No it doesn't and yes it is.

Nowhere in the GDPR or in the UK implementation does it say that recipients need to be informed of pixels in and of themselves.

What it does say is that when you obtain the recipients' personal details you must provide them with a privacy notice setting out what data you collect and what you do with it. The privacy notice needs to be provided on collection of their data (when directly collected) or within 30 days of collection if from a third party.

There is no reason to not obtain consent to tracking but to suggest it's the only lawful basis on which to process the data is not correct. Subject to completion of an impact assessment, one could make a case that it falls under legitimate interests depending on the degree of processing of the tracking data e.g. the more that such data is used to inform further targeting of the individual vs. say aggregation of data for improving engagement.

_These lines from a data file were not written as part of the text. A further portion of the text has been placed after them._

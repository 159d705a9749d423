use std::sync::Arc;
use actix_web::dev;
use actix_web::dev::{Service, ServiceRequest, ServiceResponse};
use futures_core::future::LocalBoxFuture;
use crate::proxy_service::ProxyPipeline;

pub struct ProxyRouteService {
  pub(super) pipeline: Arc<ProxyPipeline>,
}

impl Service<ServiceRequest> for ProxyRouteService {
  type Response = ServiceResponse;
  type Error = actix_web::Error;
  type Future = LocalBoxFuture<'static, Result<Self::Response, Self::Error>>;

  dev::always_ready!();

  fn call(&self, req: ServiceRequest) -> Self::Future {
    let (http_request, payload) = req.into_parts();
    let pipeline = self.pipeline.clone();

    Box::pin(async move {
      let response = pipeline.handle(&http_request, payload).await;
      Ok(ServiceResponse::new(http_request, response))
    })
  }
}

I agree with your underlying point though - I turned off tracking (I use Postmark for transactional emails) because I don't really care about open rate and click rate etc. If my customers want to ignore the emails from the service it's up to them.

2 comments

„Consent of the data subject means any freely given, specific, informed and unambiguous indication of the data subject’s wishes by which he or she, by a statement or by a clear affirmative action, signifies agreement to the processing of personal data relating to him or her.

[...]

4. When assessing whether consent is freely given, utmost account shall be taken of whether, inter alia, the performance of a contract, including the provision of a service, is conditional on consent to the processing of personal data that is not necessary for the performance of that contract.“

An email address is always personal and tracking if the email was opened ties it to that personal data.

So yes, the user has to consent.

The GDPR delegates the specifics of the requirements to the DPA of member countries.

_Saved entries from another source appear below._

//! Request rewriting ahead of forwarding.
//!
//! Every request gets the upstream's scheme and authority and the
//! `/prometheus` path prefix. Multipart form submissions are additionally
//! decoded and re-encoded as `application/x-www-form-urlencoded`.

use std::convert::Infallible;
use std::fmt::Display;

use actix_web::http::StatusCode;
use actix_web::{HttpResponse, ResponseError};
use bytes::Bytes;
use futures_util::{future, stream};
use multer::Multipart;
use thiserror::Error;

use crate::form_field_set::FormFieldSet;
use crate::payload_stream::PayloadStream;
use crate::proxy_request::{ProxyRequest, RequestBody};
use crate::upstream_target::UpstreamTarget;

pub const PATH_PREFIX: &str = "/prometheus";

/// Upper bound for the bytes of all non-file form values held in memory.
pub const MAX_FORM_MEMORY: usize = 32 << 20;

const MULTIPART_FORM_DATA: &str = "multipart/form-data";
const FORM_URLENCODED: &str = "application/x-www-form-urlencoded";

#[derive(Debug, Error)]
pub enum TransformError {
  #[error("malformed multipart form: {0}")]
  MalformedForm(String),
}

impl ResponseError for TransformError {
  fn status_code(&self) -> StatusCode {
    StatusCode::BAD_REQUEST
  }

  fn error_response(&self) -> HttpResponse {
    HttpResponse::BadRequest().body("Error parsing form data")
  }
}

fn malformed(err: impl Display) -> TransformError {
  TransformError::MalformedForm(err.to_string())
}

/// Points `request` at `target` and normalizes multipart bodies.
///
/// Returns the decoded fields when the body was converted, `None` when the
/// body was left untouched.
pub async fn transform(
  request: &mut ProxyRequest,
  target: &UpstreamTarget,
) -> Result<Option<FormFieldSet>, TransformError> {
  request.scheme = target.scheme().to_string();
  request.authority = target.authority().to_string();
  request.path = target.rewrite_path(&format!("{}{}", PATH_PREFIX, request.path));
  request.query = target.merge_query(request.query.as_deref());

  let content_type = match request.content_type() {
    Some(content_type) if content_type.starts_with(MULTIPART_FORM_DATA) => content_type.to_string(),
    _ => return Ok(None),
  };

  let body = std::mem::replace(&mut request.body, RequestBody::Bytes(Bytes::new()));
  let fields = decode_multipart(body, &content_type, MAX_FORM_MEMORY).await?;

  request.set_content_type(FORM_URLENCODED);
  request.set_body(Bytes::from(fields.encode()));

  Ok(Some(fields))
}

/// Reads the value fields of a multipart body. Parts carrying a non-empty
/// file name are skipped without being buffered.
pub async fn decode_multipart(
  body: RequestBody,
  content_type: &str,
  memory_limit: usize,
) -> Result<FormFieldSet, TransformError> {
  let boundary = multer::parse_boundary(content_type).map_err(malformed)?;

  let mut multipart = match body {
    RequestBody::Stream(payload) => Multipart::new(PayloadStream::spawn(payload), boundary),
    RequestBody::Bytes(bytes) => {
      let once = stream::once(future::ready(Ok::<Bytes, Infallible>(bytes)));
      Multipart::new(once, boundary)
    }
  };

  let mut fields = FormFieldSet::new();
  let mut buffered: usize = 0;

  while let Some(mut field) = multipart.next_field().await.map_err(malformed)? {
    // an empty filename is what browsers send for an untouched file input
    if matches!(field.file_name(), Some(file_name) if !file_name.is_empty()) {
      continue;
    }

    let name = match field.name() {
      Some(name) if !name.is_empty() => name.to_string(),
      _ => continue,
    };

    let mut value: Vec<u8> = Vec::new();
    while let Some(chunk) = field.chunk().await.map_err(malformed)? {
      buffered += chunk.len();
      if buffered > memory_limit {
        return Err(TransformError::MalformedForm(format!(
          "form values exceed {} bytes",
          memory_limit
        )));
      }
      value.extend_from_slice(&chunk);
    }

    let value = String::from_utf8(value).map_err(malformed)?;
    fields.append(name, value);
  }

  Ok(fields)
}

The French CNIL, for example, has already fined Google and Amazon $100M+ for this very issue: https://www.huntonprivacyblog.com/2020/12/14/cnil-fines-goog...

GDPR is a nightmare and a case study in how regulations can terrorize entire industries or the abilities of individuals to innovate freely. Just read the chronology of events in that link above and try playing devils advocate that the CNIL did not amend those laws to specifically target these two companies. It's scary.

They amended "rules", not "laws", which is what rulemakers do when they discover behaviors that violate the law (subject to interpretation, as intended) but not the rules.
^Are you seriously making this argument? It seems you either have not read the linked story, or you don't understand that the CNIL issues guidelines that are the "law";

The decision to overrule an earlier revision by the Counseil D'etat alludes to the guidelines themselves as a measure of "Soft law".

Regardless, making an argument on the semantics of a word instead of the glaring arrogance on display where Government agencies or lawmakers can retroactively change the rules to seemingly target individual companies is ridiculous.